Taking the line with "when the execution" as the first and the line with "pub async fn run_task(&self, execution_id: Uuid, task_id: Uuid)" as the last, set down exactly every line in that range from the entries below, and no more.

=== DATA TO PROCESS ===
<<<<

//! The worker unit: executes exactly one dispatched task attempt and
//! reports the outcome to the driver through exactly one callback.
//!
//! In production the surrounding job infrastructure runs one of these per
//! [`WorkUnit::RunTask`](crate::contracts::WorkUnit). Task-level failures
//! never escape: they are recorded on the task row and routed through
//! [`CrewDriver::on_task_failed`].

use crate::contracts::TaskExecutor;
use crate::driver::CrewDriver;
use crate::types::{TaskExecution, TaskStatus};
use chrono::Utc;
use crewkit_core::CrewResult;
use serde_json::json;
use std::sync::Arc;
use std::time::Instant;
use tracing::{debug, warn};
use uuid::Uuid;

/// Processes one `RunTask` unit end to end: execute, validate, call back.
pub struct TaskWorker {
    driver: Arc<CrewDriver>,
    executor: Arc<dyn TaskExecutor>,
}

impl TaskWorker {
    /// Create a worker bound to a driver and a task executor.
    pub fn new(driver: Arc<CrewDriver>, executor: Arc<dyn TaskExecutor>) -> Self {
        Self { driver, executor }
    }

    /// Run one task attempt.
    ///
    /// No-ops when the task or execution is missing, when the execution
    /// is no longer Executing (cooperative cancellation), or when the
    /// task is not in the Assigned state (a stale duplicate unit).
    pub async fn run_task(&self, execution_id: Uuid, task_id: Uuid) -> CrewResult<()> {
        let store = self.driver.store();

        let Some(execution) = store.load_execution(execution_id).await? else {
            warn!(execution_id = %execution_id, "execution not found for task run");
            return Ok(());
        };
        let Some(mut task) = store.load_task(task_id).await? else {
            warn!(task_id = %task_id, "task not found for task run");
            return Ok(());
        };

        if !execution.is_running() {
            debug!(
                execution_id = %execution_id,
                status = ?execution.status,
                "execution no longer executing, dropping task run"
            );
            return Ok(());
        }
        if task.status != TaskStatus::Assigned {
            debug!(task_id = %task_id, status = %task.status, "task not assigned, dropping unit");
            return Ok(());
        }

        task.status = TaskStatus::Running;
        task.started_at = Some(Utc::now());
        self.inject_retry_feedback(&mut task);
        store.save_task(&task).await?;

        let start = Instant::now();
        match self.executor.execute(&task).await {
            Ok(outcome) => {
                let duration_ms = start.elapsed().as_millis() as u64;
                task.output = Some(outcome.output);
                task.cost_credits = outcome.cost_credits;
                task.duration_ms = Some(duration_ms);
                task.status = TaskStatus::Completed;
                task.completed_at = Some(Utc::now());
                store.save_task(&task).await?;

                if let Some(mut execution) = store.load_execution(execution_id).await? {
                    execution.add_cost(outcome.cost_credits);
                    store.save_execution(&execution).await?;
                }

                self.validate_task(execution_id, task).await
            }
            Err(e) => {
                let duration_ms = start.elapsed().as_millis() as u64;
                task.duration_ms = Some(duration_ms);
                task.error_message = Some(e.to_string());
                task.completed_at = Some(Utc::now());
                store.save_task(&task).await?;

                warn!(
                    task_id = %task_id,
                    execution_id = %execution_id,
                    error = %e,
                    "task execution failed"
                );
                self.driver.on_task_failed(execution_id, task_id).await
            }
        }
    }

    /// Retry attempts carry the previous verdict forward so the agent can
    /// address it.
    fn inject_retry_feedback(&self, task: &mut TaskExecution) {
        if task.attempt_number <= 1 {
            return;
        }
        let Some(feedback) = task.qa_feedback.clone() else {
            return;
        };
        task.input_context
            .insert("previous_feedback".to_string(), feedback);
        task.input_context.insert(
            "retry_instructions".to_string(),
            json!(format!(
                "This is retry attempt #{}. Address the feedback from the previous attempt.",
                task.attempt_number
            )),
        );
    }

    /// Run the quality gate over a completed task and invoke exactly one
    /// driver callback. A validator error counts as a task failure.
    async fn validate_task(&self, execution_id: Uuid, mut task: TaskExecution) -> CrewResult<()> {
        let store = self.driver.store();

        let Some(mut execution) = store.load_execution(execution_id).await? else {
            return Ok(());
        };
        if !execution.is_running() {
            debug!(
                execution_id = %execution_id,
                "execution no longer executing, skipping validation"
            );
            return Ok(());
        }

        match self
            .driver
            .validator()
            .validate(&task, &execution)
            .await
        {
            Ok(validation) => {
                execution.add_cost(validation.cost_credits);
                store.save_execution(&execution).await?;

                let passed = validation.passed && validation.score >= execution.quality_threshold;
                task.qa_score = Some(validation.score);
                task.qa_feedback = Some(serde_json::to_value(&validation)?);

                if passed {
                    task.status = TaskStatus::Validated;
                    task.completed_at = Some(Utc::now());
                    store.save_task(&task).await?;
                    self.driver.on_task_validated(execution_id, task.id).await
                } else {
                    store.save_task(&task).await?;
                    self.driver.on_task_rejected(execution_id, task.id).await
                }
            }
            Err(e) => {
                task.error_message = Some(format!("QA validation error: {e}"));
                store.save_task(&task).await?;

                warn!(
                    task_id = %task.id,
                    execution_id = %execution_id,
                    error = %e,
                    "QA validation errored"
                );
                self.driver.on_task_failed(execution_id, task.id).await
            }
        }
    }
}
//! Pure dependency-resolution functions over a task snapshot.
//!
//! Nothing here performs I/O or mutates state: callers load a fresh
//! snapshot of an execution's tasks, ask these functions for decisions,
//! and act on the results. Deeper deadlocks propagate naturally across
//! calls as the driver marks blocked tasks terminal.

use crate::types::{TaskExecution, TaskSpec, TaskStatus};
use crewkit_core::{CrewError, CrewResult};
use serde_json::{Map, Value};
use std::collections::{HashMap, HashSet};

/// Tasks that are ready to dispatch: Pending, with every `depends_on`
/// entry naming a Validated task. Returned in `sort_order` order, so the
/// Sequential strategy can take the first element.
pub fn ready(tasks: &[TaskExecution]) -> Vec<&TaskExecution> {
    let validated: HashSet<u32> = tasks
        .iter()
        .filter(|t| t.is_validated())
        .map(|t| t.sort_order)
        .collect();

    let mut result: Vec<&TaskExecution> = tasks
        .iter()
        .filter(|t| t.is_pending() && t.depends_on.iter().all(|dep| validated.contains(dep)))
        .collect();
    result.sort_by_key(|t| t.sort_order);
    result
}

/// True iff every task has reached a permanent state
/// (Validated, QaFailed, Failed, or Skipped).
pub fn all_terminal(tasks: &[TaskExecution]) -> bool {
    tasks.iter().all(|t| t.is_terminal())
}

/// True iff some Pending task directly depends on a task that can never
/// become Validated (QaFailed or Skipped).
///
/// This is a one-hop check, not full graph reachability: a Pending task
/// blocked behind a deeper deadlock is only caught once its own
/// dependency is marked QaFailed/Skipped by the outer loop.
pub fn has_deadlock(tasks: &[TaskExecution]) -> bool {
    let blocked: HashSet<u32> = tasks
        .iter()
        .filter(|t| matches!(t.status, TaskStatus::QaFailed | TaskStatus::Skipped))
        .map(|t| t.sort_order)
        .collect();

    if blocked.is_empty() {
        return false;
    }

    tasks
        .iter()
        .filter(|t| t.is_pending())
        .any(|t| t.depends_on.iter().any(|dep| blocked.contains(dep)))
}

/// Number of tasks whose output passed the quality gate.
pub fn validated_count(tasks: &[TaskExecution]) -> usize {
    tasks.iter().filter(|t| t.is_validated()).count()
}

/// Outputs of a task's dependencies, keyed by dependency title, for the
/// task's input context. Dependencies without an output are skipped.
pub fn dependency_outputs(task: &TaskExecution, all_tasks: &[TaskExecution]) -> Map<String, Value> {
    let mut outputs = Map::new();
    if task.depends_on.is_empty() {
        return outputs;
    }

    let by_order: HashMap<u32, &TaskExecution> =
        all_tasks.iter().map(|t| (t.sort_order, t)).collect();

    for dep in &task.depends_on {
        if let Some(dep_task) = by_order.get(dep) {
            if let Some(output) = &dep_task.output {
                outputs.insert(dep_task.title.clone(), output.clone());
            }
        }
    }

    outputs
}

/// Validate a planned graph before any task is persisted.
///
/// Rejects duplicate `sort_order` values, dependencies on unknown nodes,
/// self-references, and cycles. A cyclic plan would otherwise leave its
/// members permanently Pending with no deadlock signal, since
/// [`has_deadlock`] only inspects QaFailed/Skipped dependencies.
pub fn validate_acyclic(specs: &[TaskSpec]) -> CrewResult<()> {
    let mut edges: HashMap<u32, &[u32]> = HashMap::new();
    for spec in specs {
        if edges.insert(spec.sort_order, &spec.depends_on).is_some() {
            return Err(CrewError::Orchestrator(format!(
                "duplicate sort_order {} in task plan",
                spec.sort_order
            )));
        }
    }

    for spec in specs {
        for dep in &spec.depends_on {
            if *dep == spec.sort_order {
                return Err(CrewError::Orchestrator(format!(
                    "task {} depends on itself",
                    spec.sort_order
                )));
            }
            if !edges.contains_key(dep) {
                return Err(CrewError::Orchestrator(format!(
                    "task {} depends on unknown task {}",
                    spec.sort_order, dep
                )));
            }
        }
    }

    // Three-color DFS: 1 = in progress, 2 = done.
    let mut visited: HashMap<u32, u8> = HashMap::new();
    for &node in edges.keys() {
        if dfs_cycle(node, &edges, &mut visited) {
            return Err(CrewError::Orchestrator(
                "dependency cycle detected in task plan".to_string(),
            ));
        }
    }

    Ok(())
}

fn dfs_cycle(node: u32, edges: &HashMap<u32, &[u32]>, visited: &mut HashMap<u32, u8>) -> bool {
    match visited.get(&node) {
        Some(1) => return true,
        Some(2) => return false,
        _ => {}
    }
    visited.insert(node, 1);
    if let Some(deps) = edges.get(&node) {
        for dep in *deps {
            if dfs_cycle(*dep, edges, visited) {
                return true;
            }
        }
    }
    visited.insert(node, 2);
    false
}
//! The coordinator runner: one Hierarchical decision round.
//!
//! In production the job infrastructure runs one of these per
//! [`WorkUnit::CoordinatorRound`](crate::contracts::WorkUnit). The
//! coordinator bypasses the static graph: each round it either delegates
//! one more task or signals completion, bounded by the execution's
//! iteration cap.

use crate::contracts::{Coordinator, CoordinatorDecision};
use crate::driver::CrewDriver;
use crate::resolver;
use crate::types::{TaskExecution, TaskSpec};
use crewkit_core::CrewResult;
use serde_json::json;
use std::sync::Arc;
use tracing::{debug, info, warn};
use uuid::Uuid;

/// Termination reason once the coordinator round cap is hit.
pub const MAX_ITERATIONS_MESSAGE: &str = "Max coordinator iterations reached.";

/// Processes one `CoordinatorRound` unit.
pub struct CoordinatorRunner {
    driver: Arc<CrewDriver>,
    coordinator: Arc<dyn Coordinator>,
}

impl CoordinatorRunner {
    /// Create a runner bound to a driver and a coordinator.
    pub fn new(driver: Arc<CrewDriver>, coordinator: Arc<dyn Coordinator>) -> Self {
        Self { driver, coordinator }
    }

    /// Run one coordinator round.
    ///
    /// No-ops unless the execution exists and is Executing. When the
    /// iteration cap is reached, completes with a partial synthesis if
    /// any task validated, otherwise terminates the execution.
    pub async fn run_round(&self, execution_id: Uuid) -> CrewResult<()> {
        let store = self.driver.store();

        let Some(mut execution) = store.load_execution(execution_id).await? else {
            warn!(execution_id = %execution_id, "execution not found for coordinator round");
            return Ok(());
        };
        if !execution.is_running() {
            debug!(
                execution_id = %execution_id,
                status = ?execution.status,
                "execution not executing, dropping coordinator round"
            );
            return Ok(());
        }

        let tasks = store.load_tasks(execution_id).await?;

        if execution.coordinator_iterations >= execution.max_coordinator_iterations {
            info!(
                execution_id = %execution_id,
                iterations = execution.coordinator_iterations,
                "coordinator iteration cap reached"
            );
            if resolver::validated_count(&tasks) > 0 {
                return self.driver.synthesize_and_complete(execution_id).await;
            }
            return self
                .driver
                .terminate(execution_id, MAX_ITERATIONS_MESSAGE)
                .await;
        }

        match self.coordinator.decide(&execution, &tasks).await {
            Ok(CoordinatorDecision::Complete) => {
                self.driver.synthesize_and_complete(execution_id).await
            }
            Ok(CoordinatorDecision::Delegate {
                title,
                description,
                agent,
            }) => {
                execution.coordinator_iterations += 1;
                store.save_execution(&execution).await?;

                // Next free graph position; coordinator tasks never carry
                // dependencies.
                let sort_order = tasks
                    .iter()
                    .map(|t| t.sort_order + 1)
                    .max()
                    .unwrap_or(0);
                let mut spec = TaskSpec::new(title, description, sort_order);
                spec.agent = agent;

                let mut task = TaskExecution::from_spec(&execution, &spec);
                task.input_context.insert(
                    "coordinator_iteration".to_string(),
                    json!(execution.coordinator_iterations),
                );
                store.insert_tasks(std::slice::from_ref(&task)).await?;

                self.driver.dispatch_task(&execution, task.id).await
            }
            Err(e) => {
                self.driver
                    .fail_execution(execution_id, format!("Coordinator decision failed: {e}"))
                    .await
            }
        }
    }
}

>>>>

=== RESULT BELOW ===
    /// No-ops when the task or execution is missing, when the execution
    /// is no longer Executing (cooperative cancellation), or when the
    /// task is not in the Assigned state (a stale duplicate unit).
    pub async fn run_task(&self, execution_id: Uuid, task_id: Uuid) -> CrewResult<()> {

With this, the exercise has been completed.